间充质干细胞治疗主动脉瘤的研究进展

杨俊林 曲乐丰

间充质干细胞治疗主动脉瘤的研究进展

杨俊林 曲乐丰

主动脉瘤（AA）是严重危害人类健康的心血管系统疾病，一旦破裂出血，死亡率极高。目前AA的治疗主要通过手术干预，但开放手术风险很大；介入治疗虽然创伤较小，但也存在诸多局限性，如解剖结构的限制、远期管理等。因此，有必要探索新方法在早期进行干预。目前认为，AA的发病主要是由于主动脉壁细胞外基质（ECM）合成和降解失衡。慢性炎症能直接或间接地促进该降解过程，是AA形成的重要因素。间充质干细胞（MSC）具有抗炎和免疫抑制的特性，还能特异性地募集到损伤部位，在治疗AA中表现出独特的优势。本文就MSC治疗AA的机制做一综述。

间质干细胞； 主动脉瘤

主动脉瘤（aortic aneurysm，AA）是一种严重的心血管系统疾病，一旦破裂出血，死亡率极高。AA起病隐匿，早期缺乏典型的临床症状。通常采用开放手术或介入的方式进行治疗，但均有局限性：开放手术创伤很大，患者面临巨大的手术风险；介入虽然微创，但受限于解剖结构，且存在移植物移位、内漏等并发症[1]。此外，外科操作对于尚不符合指征的或处于病变早期的情况无能为力。阻止疾病进展显得尤为重要，因此需要新的方法在早期进行干预。目前已有药物治疗、基因治疗或细胞治疗等新方法[2]。间充质干细胞（mesenchymal stem cell，MSC）因其独特的性质，广泛用于细胞治疗和再生医学。MSC已用于多种疾病的临床治疗，其中应用最广的是心血管系统疾病（据clinicaltrils.gov统计）。本文将对AA的发病机理和MSC治疗的机制做一综述。

一、疾病概况

心血管系统疾病目前已成为世界范围内首位致死性非传染疾病。在美国，AA每年导致10 500例患者死亡[3]。AA发病机制尚未完全阐明，流行病学调查显示它跟吸烟、高龄、性别和家族史有密切关联[4-5]。目前研究认为，AA的分子机制可归结为主动脉壁细胞外基质（extracellular matrices，ECM）的合成和降解失衡；而慢性炎症反应，特别是动脉粥样硬化，在疾病发生过程中起重要作用[6]。ECM主要由弹性蛋白和胶原组成，为主动脉提供弹性支撑。弹性蛋白是主动脉壁的主要纤维成分，其降解将直接导致动脉扩张[7]。弹性蛋白由血管平滑肌细胞（smooth muscle cell，SMC）合成[8]，其表达受 TGF-β1 和 IGF-1 调控[9-10]。巨噬细胞是AA疾病过程中最重要的炎症细胞，能在炎症区域浸润，能分泌MMP-2和MMP-9，这被认为是弹性纤维降解过程中起作用的最主要的蛋白酶[11-12]。基质金属蛋白酶（matrix metalloproteinases，MMP）的分泌和激活引起ECM降解，进一步导致动脉壁的薄弱。此外，巨噬细胞还可分泌多种细胞因子、趋化因子或蛋白酶，如IL-1β，IL-6，TNF-α，MCP-1[13-15]：这些因子不仅能招募单核细胞[16]，更重要的是能导致SMC凋亡[17-18]，进一步促MMP分泌[19]。因此，控制炎症反应以及促进ECM合成是治疗AA的关键。

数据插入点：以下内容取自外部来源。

//! cloudflared process launching.

use std::path::PathBuf;
use std::time::Duration;

use tempfile::NamedTempFile;
use tracing::warn;
use tunnelcast_core::config::TunnelConfig;

use super::{TunnelLauncher, TunnelProcess};
use crate::process::{ManagedProcess, OutputBuffer, ProcessError, ProcessSpec};

/// How cloudflared is asked to expose the dashboard.
#[derive(Debug, Clone, PartialEq, Eq)]
pub enum TunnelMode {
    /// Quick tunnel: a fresh `*.trycloudflare.com` address on every launch.
    Ephemeral { port: u16 },
    /// Pre-provisioned tunnel bound to a token; its address is known out of
    /// band.
    Stable { token: String },
}

impl TunnelMode {
    /// Stable when a token is configured, ephemeral otherwise.
    pub fn from_config(config: &TunnelConfig, port: u16) -> Self {
        config.stable_token().map_or(Self::Ephemeral { port }, |token| Self::Stable {
            token: token.to_string(),
        })
    }

    pub const fn as_str(&self) -> &'static str {
        match self {
            Self::Ephemeral { .. } => "ephemeral",
            Self::Stable { .. } => "stable",
        }
    }

    pub fn args(&self) -> Vec<String> {
        match self {
            Self::Ephemeral { port } => vec![
                "tunnel".into(),
                "--no-autoupdate".into(),
                "--url".into(),
                format!("http://localhost:{port}"),
            ],
            Self::Stable { .. } => vec!["tunnel".into(), "--no-autoupdate".into(), "run".into()],
        }
    }

    /// The token travels through the environment so it never shows up in
    /// process listings or logged argument vectors.
    pub fn envs(&self) -> Vec<(String, String)> {
        match self {
            Self::Ephemeral { .. } => Vec::new(),
            Self::Stable { token } => vec![("TUNNEL_TOKEN".to_string(), token.clone())],
        }
    }
}

/// Launches cloudflared with its combined output written to a file and
/// followed, so the process does not depend on the launcher staying alive.
#[derive(Debug, Clone)]
pub struct CloudflaredLauncher {
    bin: PathBuf,
    mode: TunnelMode,
    output_log: Option<PathBuf>,
    terminate_timeout: Duration,
}

impl CloudflaredLauncher {
    pub fn new(bin: PathBuf, mode: TunnelMode, config: &TunnelConfig) -> Self {
        Self {
            bin,
            mode,
            output_log: config.output_log.clone(),
            terminate_timeout: Duration::from_secs(config.terminate_timeout_secs),
        }
    }

    /// Where cloudflared writes its output: the configured log, or a
    /// per-run file that is unlinked once the child holds it open.
    fn output_target(&self) -> Option<(PathBuf, Option<NamedTempFile>)> {
        if let Some(path) = &self.output_log {
            return Some((path.clone(), None));
        }
        match tempfile::Builder::new()
            .prefix("tunnelcast-tunnel-")
            .suffix(".log")
            .tempfile()
        {
            Ok(file) => Some((file.path().to_path_buf(), Some(file))),
            Err(e) => {
                warn!(error = %e, "cannot create tunnel output file; piping output instead");
                None
            }
        }
    }

    fn spawn(&self, output: &OutputBuffer) -> Result<ManagedProcess, ProcessError> {
        let mut spec = ProcessSpec::new(self.bin.clone())
            .args(self.mode.args())
            .terminate_timeout(self.terminate_timeout);
        spec.envs = self.mode.envs();

        // The per-run file only has to exist until the child has opened it.
        let Some((path, _scratch)) = self.output_target() else {
            return ManagedProcess::spawn(&spec, "tunnel", Some(output.clone()));
        };
        let file_spec = spec.clone().output_file(&path);
        match ManagedProcess::spawn(&file_spec, "tunnel", Some(output.clone())) {
            Err(ProcessError::OutputFile { path, reason }) => {
                warn!(
                    path = %path.display(),
                    %reason,
                    "cannot open tunnel output file; piping output instead"
                );
                ManagedProcess::spawn(&spec, "tunnel", Some(output.clone()))
            }
            spawned => spawned,
        }
    }
}

impl TunnelLauncher for CloudflaredLauncher {
    type Process = CloudflaredProcess;

    fn launch(&mut self, attempt: u32) -> CloudflaredProcess {
        let output = OutputBuffer::new();
        let process = match self.spawn(&output) {
            Ok(process) => Some(process),
            Err(e) => {
                warn!(attempt, error = %e, "failed to launch cloudflared; attempt will time out");
                None
            }
        };
        CloudflaredProcess { process, output }
    }
}

/// A launched (or failed-to-launch) cloudflared instance.
#[derive(Debug)]
pub struct CloudflaredProcess {
    process: Option<ManagedProcess>,
    output: OutputBuffer,
}

impl CloudflaredProcess {
    pub const fn is_running(&self) -> bool {
        self.process.is_some()
    }

    /// Stop retaining output and hand over the process so it can outlive the
    /// acquisition.
    pub fn into_detached(self) -> Option<ManagedProcess> {
        self.output.release();
        self.process
    }
}

impl TunnelProcess for CloudflaredProcess {
    fn output(&self) -> String {
        self.output.snapshot()
    }

    async fn terminate(&mut self) {
        if let Some(mut process) = self.process.take() {
            process.terminate().await;
        }
    }
}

抗炎治疗成为AA的重要治疗靶点，如肥大细胞脱颗粒抑制剂[20-21]、JNK通路抑制剂[22]、血管紧张素转化酶抑制剂（angiotensin-converting-enzyme inhibitor，ACEI）[23-25]。许多研究的确观察到了抗炎药物治疗AA的效果，如ACEI类和他汀类能降低动脉瘤破裂风险[26-27]，MMP-9抑制剂（多西环素）[28]和NSAIDs类药物[29]均能减轻瘤样扩张，JNK抑制剂能改善CaCl2模型小鼠的症状[30]。

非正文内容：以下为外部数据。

//! Retry policy for ephemeral tunnel acquisition.

use std::time::Duration;

/// Bounded retry policy with a fixed backoff between attempts.
///
/// Each attempt polls the tunnel output `polls_per_attempt` times,
/// `poll_interval` apart. A rate-limited or silent attempt is followed by
/// `backoff` unless it was the last one.
#[derive(Debug, Clone, PartialEq, Eq)]
pub struct AcquirePolicy {
    /// Tunnel launches before giving up.
    pub max_attempts: u32,
    /// Delay before each check of the captured output.
    pub poll_interval: Duration,
    /// Checks per attempt before the attempt times out.
    pub polls_per_attempt: u32,
    /// Fixed pause between a failed attempt and the next launch.
    pub backoff: Duration,
    /// Lines of captured output logged after the last failed attempt.
    pub diagnostic_lines: usize,
}

impl Default for AcquirePolicy {
    fn default() -> Self {
        Self {
            max_attempts: 3,
            poll_interval: Duration::from_secs(1),
            polls_per_attempt: 90,
            backoff: Duration::from_secs(120),
            diagnostic_lines: 20,
        }
    }
}

impl AcquirePolicy {
    /// Longest time a single attempt may take.
    pub fn attempt_window(&self) -> Duration {
        self.poll_interval * self.polls_per_attempt
    }

    /// Whether another launch follows attempt number `attempt` (1-indexed).
    pub const fn should_retry(&self, attempt: u32) -> bool {
        attempt < self.max_attempts
    }
}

除药物治疗外，细胞治疗也初显成效。MSC是细胞治疗中的明星细胞，跟其他干细胞相比具有诸多优点。胚胎干细胞（embryonic stem cell，ESC）分化能力最强，但存在难以解决的伦理问题；诱导多能干细胞（induced pluripotent stem cells，iPS）虽无伦理方面的问题，且来源广泛，但存在致瘤性。MSC综合了两者优势，不存在伦理问题，无致瘤性，分化能力强，可分泌一系列营养因子促进组织再生[21]，成为干细胞治疗的明星细胞。MSC另一个重要的特征是归巢（homing），即募集（recruitment）或迁移（migration）能力，可特异性聚集在损伤部位。MSC在AA疾病过程中也表现出这一特性，有研究认为这跟SDF-1/CXCR4有关[31]。目前已有大量动物研究观察到MSC治疗AA的有效性。

二、MSC治疗AA的主要机制

MSC治疗AA的机制可大致分为直接作用和间接作用。直接作用指MSC通过直接募集到病变的主动脉处并分化为血管壁组成细胞参与血管壁修复。但目前认为MSC主要通过间接作用（即旁分泌效应）起作用，即通过影响微环境、免疫细胞、炎症反应、刺激固有细胞，直接表现为MSC能降低MMP-2和MMP-9水平、促进炎性细胞因子（IL-6，MCP-1）下调、促进IGF-1和TIMP-2上调，减少M1巨噬细胞浸润，保护弹性蛋白[32]。MSC分泌的各种细胞因子及相互作用是MSC发挥生物学效应的核心和关键。各种因子及其作用的通路和靶点，有待更深入的研究和进一步阐明。MSC主要从抗炎、调节SMC和ECM重塑三个方面对AA起作用。

（一）抗炎

先前研究发现，病变的主动脉组织有明显的炎性改变：炎细胞聚集于主动脉外膜，随后T细胞、产生MMP降解ECM，导致主动脉壁扩张。局部炎症反应还造成SMC的表型转化（凋亡），进一步导致MMP的产生和ECM降解。因此，抑制过度的炎症反应是治疗的重要靶点，而MSC能降低炎症反应水平。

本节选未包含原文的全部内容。